//! OpenAPI documentation

use axum::Router;
use utoipa::OpenApi;
use utoipa_swagger_ui::SwaggerUi;

use crate::api::{auth, contact, donations, health, inventory, school_requests, schools, stats};
use crate::models;

#[derive(OpenApi)]
#[openapi(
    info(
        title = "CFS Tracker API",
        version = "0.3.0",
        description = "Donation intake, refurbishment inventory and school deliveries for Computers for Schools Kenya",
        contact(name = "Computers for Schools Kenya", email = "info@cfsk.org")
    ),
    servers(
        (url = "/api/v1", description = "API v1")
    ),
    paths(
        // Health
        health::health_check,
        health::readiness_check,
        // Identity
        auth::me,
        // Donations
        donations::create_donation,
        donations::list_donations,
        donations::my_donations,
        donations::user_donations,
        donations::get_donation,
        donations::donation_stats,
        donations::update_donation_status,
        // School requests
        school_requests::create_request,
        school_requests::list_requests,
        school_requests::my_requests,
        school_requests::user_requests,
        school_requests::get_request,
        school_requests::request_stats,
        school_requests::update_request_status,
        // Schools
        schools::list_schools,
        schools::get_school,
        // Inventory
        inventory::list_inventory,
        inventory::get_inventory_item,
        inventory::update_inventory_item,
        inventory::fulfill_request,
        // Contact
        contact::submit_message,
        contact::list_messages,
        contact::update_message_status,
        // Stats
        stats::dashboard,
        stats::impact_report,
        stats::beneficiaries,
        stats::reports,
    ),
    components(
        schemas(
            // Enums
            models::enums::UserRole,
            models::enums::DonationComputerType,
            models::enums::DonationCondition,
            models::enums::DonationStatus,
            models::enums::RequestComputerType,
            models::enums::RequestStatus,
            models::enums::InventoryComputerType,
            models::enums::ReceivedCondition,
            models::enums::RefurbishedCondition,
            models::enums::InventoryStatus,
            models::enums::ContactStatus,
            models::enums::SchoolLevel,
            models::enums::SchoolStatus,
            // Shared
            models::Pagination,
            models::user::AuthUser,
            models::user::User,
            auth::MeResponse,
            crate::api::MessageResponse,
            // Donations
            models::donation::Donation,
            models::donation::CreateDonation,
            models::donation::UpdateDonationStatus,
            models::donation::DonationPage,
            models::donation::DonationStats,
            // School requests
            models::school_request::SchoolRequest,
            models::school_request::CreateSchoolRequest,
            models::school_request::UpdateRequestStatus,
            models::school_request::SchoolRequestPage,
            models::school_request::SchoolRequestStats,
            // Schools
            models::school::School,
            models::school::SchoolPage,
            // Inventory
            models::inventory::InventoryItem,
            models::inventory::InventoryListEntry,
            models::inventory::UpdateInventoryItem,
            models::inventory::FulfillRequest,
            inventory::FulfillResponse,
            // Contact
            models::contact::ContactMessage,
            models::contact::CreateContactMessage,
            models::contact::UpdateContactStatus,
            models::contact::ContactPage,
            // Stats
            models::stats::PendingCounts,
            models::stats::DashboardStatistics,
            models::stats::DashboardResponse,
            models::stats::ImpactStatistics,
            models::stats::Beneficiary,
            models::stats::ReportSummary,
            models::stats::ReportApprovals,
            models::stats::ReportResponse,
            // Health
            health::HealthResponse,
            // Errors
            crate::error::ErrorResponse,
        )
    ),
    tags(
        (name = "health", description = "Health check endpoints"),
        (name = "auth", description = "Caller identity"),
        (name = "donations", description = "Donation intake and status workflow"),
        (name = "school-requests", description = "School equipment requests"),
        (name = "schools", description = "School directory"),
        (name = "inventory", description = "Refurbishment inventory and fulfillment"),
        (name = "contact", description = "Contact form"),
        (name = "stats", description = "Dashboard, impact and reports")
    )
)]
pub struct ApiDoc;

/// Create the OpenAPI documentation router
pub fn create_openapi_router() -> Router {
    Router::new()
        .merge(SwaggerUi::new("/swagger-ui").url("/api-docs/openapi.json", ApiDoc::openapi()))
}

#[cfg(test)]
mod tests {
    use super::*;

    #[test]
    fn test_document_lists_workflow_paths() {
        let doc = ApiDoc::openapi();
        for path in [
            "/donations/{id}/status",
            "/schools/requests/{id}/status",
            "/inventory/fulfill",
            "/stats/reports",
        ] {
            assert!(doc.paths.paths.contains_key(path), "missing {}", path);
        }
    }
}
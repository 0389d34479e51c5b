//! Identity endpoint

use axum::{extract::State, Json};
use serde::Serialize;
use utoipa::ToSchema;

use crate::{
    error::AppResult,
    models::user::{AuthUser, User},
    AppState,
};

use super::AuthenticatedUser;

#[derive(Serialize, ToSchema)]
pub struct MeResponse {
    /// Identity resolved from the token
    pub user: AuthUser,
    /// Stored profile, once the account has submitted something
    pub profile: Option<User>,
}

/// Identity resolved from the bearer token
#[utoipa::path(
    get,
    path = "/auth/me",
    tag = "auth",
    security(("bearer_auth" = [])),
    responses(
        (status = 200, description = "Caller identity", body = MeResponse),
        (status = 401, description = "Missing or invalid token")
    )
)]
pub async fn me(
    State(state): State<AppState>,
    AuthenticatedUser(user): AuthenticatedUser,
) -> AppResult<Json<MeResponse>> {
    let profile = state.repository.users.find_by_id(user.id).await?;
    Ok(Json(MeResponse { user, profile }))
}
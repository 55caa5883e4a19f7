// Inspection endpoints served over a real socket.

use std::sync::Arc;

use http::StatusCode;
use serde_json::{json, Value};
use tokio_util::sync::CancellationToken;

use crate::config::settings::SettingsConfig;
use crate::error::AuthError;
use crate::manager::token_manager::TokenManager;
use crate::server::server::{app, bind, serve as serve_on, AppState};
use crate::store::MemoryCredentialStore;
use crate::tests::common::{
    build_reqwest_client, metrics, record_expiring_in, spawn_axum, test_settings, ScriptedExchange,
};

async fn serve(store: MemoryCredentialStore, exchange: Arc<ScriptedExchange>) -> (String, TokenManager) {
    let metrics = metrics();
    let manager = TokenManager::start(test_settings(), Arc::new(store), exchange, metrics.clone()).await;

    let mut settings = SettingsConfig::default();
    settings.metrics.is_enabled = true;
    let router = app(&settings, AppState::new(manager.clone(), metrics));
    let (_handle, addr) = spawn_axum(router).await;
    (format!("http://{}", addr), manager)
}

#[tokio::test]
async fn status_reports_record_without_token_values() {
    let store = MemoryCredentialStore::with_record(record_expiring_in("0", 3600));
    let (base, manager) = serve(store, Arc::new(ScriptedExchange::new())).await;

    let resp = build_reqwest_client()
        .get(format!("{base}/status"))
        .send()
        .await
        .unwrap();
    assert_eq!(resp.status(), StatusCode::OK);

    let text = resp.text().await.unwrap();
    assert!(!text.contains("access-0"));
    assert!(!text.contains("refresh-0"));

    let body: Value = serde_json::from_str(&text).unwrap();
    assert_eq!(body["has_token"], json!(true));
    assert_eq!(body["owner_id"], json!("owner-1"));
    assert_eq!(body["needs_renewal"], json!(false));
    assert_eq!(body["state"], json!("idle"));
    assert!(body["time_remaining_seconds"].as_i64().unwrap() > 3500);
    manager.shutdown().await;
}

#[tokio::test]
async fn authorize_installs_a_new_record() {
    let exchange = Arc::new(ScriptedExchange::new());
    let (base, manager) = serve(MemoryCredentialStore::new(), exchange.clone()).await;
    let client = build_reqwest_client();

    let resp = client
        .post(format!("{base}/authorize"))
        .json(&json!({"code": "consent-code"}))
        .send()
        .await
        .unwrap();
    assert_eq!(resp.status(), StatusCode::OK);
    let body: Value = resp.json().await.unwrap();
    assert_eq!(body["has_token"], json!(true));
    assert_eq!(exchange.code_calls(), 1);

    assert_eq!(manager.get_valid_token().await, Ok("access-1".to_owned()));
    manager.shutdown().await;
}

#[tokio::test]
async fn authorize_rejects_empty_and_invalid_codes() {
    let exchange = Arc::new(ScriptedExchange::new());
    exchange.fail_next_code(AuthError::InvalidGrant("code expired".into()));
    exchange.fail_next_code(AuthError::Transient("upstream 503".into()));
    let (base, manager) = serve(MemoryCredentialStore::new(), exchange.clone()).await;
    let client = build_reqwest_client();

    let empty = client
        .post(format!("{base}/authorize"))
        .json(&json!({"code": "  "}))
        .send()
        .await
        .unwrap();
    assert_eq!(empty.status(), StatusCode::BAD_REQUEST);
    assert_eq!(exchange.code_calls(), 0);

    let invalid = client
        .post(format!("{base}/authorize"))
        .json(&json!({"code": "old-code"}))
        .send()
        .await
        .unwrap();
    assert_eq!(invalid.status(), StatusCode::BAD_REQUEST);
    let body: Value = invalid.json().await.unwrap();
    assert_eq!(body["error"], json!("invalid_grant"));

    let upstream = client
        .post(format!("{base}/authorize"))
        .json(&json!({"code": "another-code"}))
        .send()
        .await
        .unwrap();
    assert_eq!(upstream.status(), StatusCode::BAD_GATEWAY);

    assert!(!manager.get_status().await.has_token);
    manager.shutdown().await;
}

#[tokio::test]
async fn metrics_endpoint_exposes_agent_metrics() {
    let store = MemoryCredentialStore::with_record(record_expiring_in("0", 300));
    let (base, manager) = serve(store, Arc::new(ScriptedExchange::new())).await;

    let resp = build_reqwest_client()
        .get(format!("{base}/metrics"))
        .send()
        .await
        .unwrap();
    assert_eq!(resp.status(), StatusCode::OK);

    let text = resp.text().await.unwrap();
    assert!(text.contains("oauthagent_renewal_attempts_total{trigger=\"startup\"} 1"));
    assert!(text.contains("oauthagent_up 1"));
    assert!(text.contains("oauthagent_token_expiry_unix_seconds"));
    manager.shutdown().await;
}

#[tokio::test]
async fn bind_reports_an_occupied_port_up_front() {
    let taken = tokio::net::TcpListener::bind("127.0.0.1:0").await.unwrap();
    let mut settings = SettingsConfig::default();
    settings.server.host = "127.0.0.1".into();
    settings.server.port = taken.local_addr().unwrap().port().to_string();

    let err = bind(&settings).await.unwrap_err();
    assert!(format!("{err:#}").contains("failed to bind http server on 127.0.0.1:"));

    settings.server.is_enabled = false;
    assert!(bind(&settings).await.unwrap().is_none());
}

#[tokio::test]
async fn bound_listener_serves_until_cancelled() {
    let store = MemoryCredentialStore::with_record(record_expiring_in("0", 3600));
    let metrics = metrics();
    let manager = TokenManager::start(
        test_settings(),
        Arc::new(store),
        Arc::new(ScriptedExchange::new()),
        metrics.clone(),
    )
    .await;

    let mut settings = SettingsConfig::default();
    settings.server.host = "127.0.0.1".into();
    settings.server.port = "0".into();
    let listener = bind(&settings).await.unwrap().unwrap();
    let addr = listener.local_addr().unwrap();

    let shutdown = CancellationToken::new();
    let server = tokio::spawn({
        let state = AppState::new(manager.clone(), metrics);
        let shutdown = shutdown.clone();
        async move { serve_on(listener, &settings, state, shutdown).await }
    });

    let resp = build_reqwest_client()
        .get(format!("http://{addr}/status"))
        .send()
        .await
        .unwrap();
    assert_eq!(resp.status(), StatusCode::OK);

    shutdown.cancel();
    assert!(server.await.unwrap().is_ok());
    manager.shutdown().await;
}
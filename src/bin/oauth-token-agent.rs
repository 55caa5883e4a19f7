use std::sync::Arc;
use std::time::Duration;

use anyhow::{bail, Result};
use clap::Parser;
use oauth_token_agent::manager::token_manager::TokenManager;
use oauth_token_agent::observability::metrics::Metrics;
use oauth_token_agent::scheduler::renewal::RenewalSettings;
use oauth_token_agent::server::server::{self, AppState};
use oauth_token_agent::sources::OAuth2ExchangeClient;
use oauth_token_agent::store::FileCredentialStore;
use oauth_token_agent::utils::config_loader;
use oauth_token_agent::utils::logging::{self, LogLevel};
use tokio::signal::unix::{signal, SignalKind};
use tokio::select;
use tokio_util::sync::CancellationToken;
use tracing::{error, info, warn};

#[derive(Parser)]
#[command(author, version, about, long_about = None)]
struct Args {
    #[arg(short, long, env = "CONFIG", default_value = "oauth-token-agent.yaml")]
    config: String,
    #[arg(long, env = "LOG_LEVEL", value_enum)]
    log_level: Option<LogLevel>,
    /// one-time consent code used when no token record exists yet
    #[arg(long, env = "AUTHORIZATION_CODE")]
    authorization_code: Option<String>,
}

#[tokio::main]
async fn main() -> Result<()> {
    // -------------------------------
    // 1. Load YAML config, init logging
    // -------------------------------

    let args = Args::parse();
    let service_config = config_loader::run(&args.config).await?;
    logging::run(&service_config, args.log_level);

    // -------------------------------
    // 2. Build store, token endpoint client, metrics
    // -------------------------------

    let store = FileCredentialStore::from_config(&service_config.store);
    let mirror = store.mirror().cloned();
    let request_timeout = Duration::from_millis(service_config.settings.renewal.request_timeout_ms);
    let exchange = OAuth2ExchangeClient::new(service_config.provider.clone(), request_timeout)?;
    let metrics = Metrics::new()?;

    // -------------------------------
    // 3. Start token manager (startup renewal + scheduler)
    // -------------------------------

    let manager = TokenManager::start(
        RenewalSettings::from_settings(&service_config.settings),
        Arc::new(store),
        Arc::new(exchange),
        metrics.clone(),
    )
    .await;

    // -------------------------------
    // 4. Bootstrap from an authorization code if needed
    // -------------------------------

    let status = manager.get_status().await;
    match (&args.authorization_code, status.has_token) {
        (Some(code), false) => {
            if let Err(err) = manager.authorize(code).await {
                manager.shutdown().await;
                bail!("authorization code exchange failed: {}", err);
            }
        }
        (Some(_), true) => warn!("token record already present, authorization code ignored"),
        (None, false) => warn!(
            "no token record yet; POST a consent code to /authorize or restart with --authorization-code"
        ),
        (None, true) => {}
    }

    // -------------------------------
    // 5. Start http server
    // -------------------------------

    let listener = match server::bind(&service_config.settings).await {
        Ok(listener) => listener,
        Err(err) => {
            manager.shutdown().await;
            return Err(err);
        }
    };

    let shutdown = CancellationToken::new();
    let http_server = listener.map(|listener| {
        let settings = service_config.settings.clone();
        let state = AppState::new(manager.clone(), metrics.clone());
        let shutdown = shutdown.clone();
        tokio::spawn(async move {
            let result = server::serve(listener, &settings, state, shutdown).await;
            if let Err(err) = &result {
                error!("http server failed: {:#}", err);
            }
            result
        })
    });

    info!("Service starting...");

    // -------------------------------
    // 6. Wait for termination, shut down in order
    // -------------------------------

    let mut sigint = signal(SignalKind::interrupt())?;
    let mut sigterm = signal(SignalKind::terminate())?;
    select! {
        _ = sigint.recv() => info!("Received SIGINT (Ctrl+C). Initiating graceful shutdown..."),
        _ = sigterm.recv() => info!("Received SIGTERM. Initiating graceful shutdown..."),
    }

    shutdown.cancel();
    if let Some(http_server) = http_server {
        if let Err(err) = http_server.await {
            error!("http server task failed: {}", err);
        }
    }
    manager.shutdown().await;

    if let Some(mirror) = mirror {
        if let Err(err) = mirror.cleanup().await {
            warn!("token mirror cleanup failed: {}", err);
        }
    }

    info!("Exiting application.");
    Ok(())
}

**PROBLEM:** Please copy out every line of the preceding listing that carries "Duration".

**EXPECTED OUTPUT:**
use std::time::Duration;
    let request_timeout = Duration::from_millis(service_config.settings.renewal.request_timeout_ms);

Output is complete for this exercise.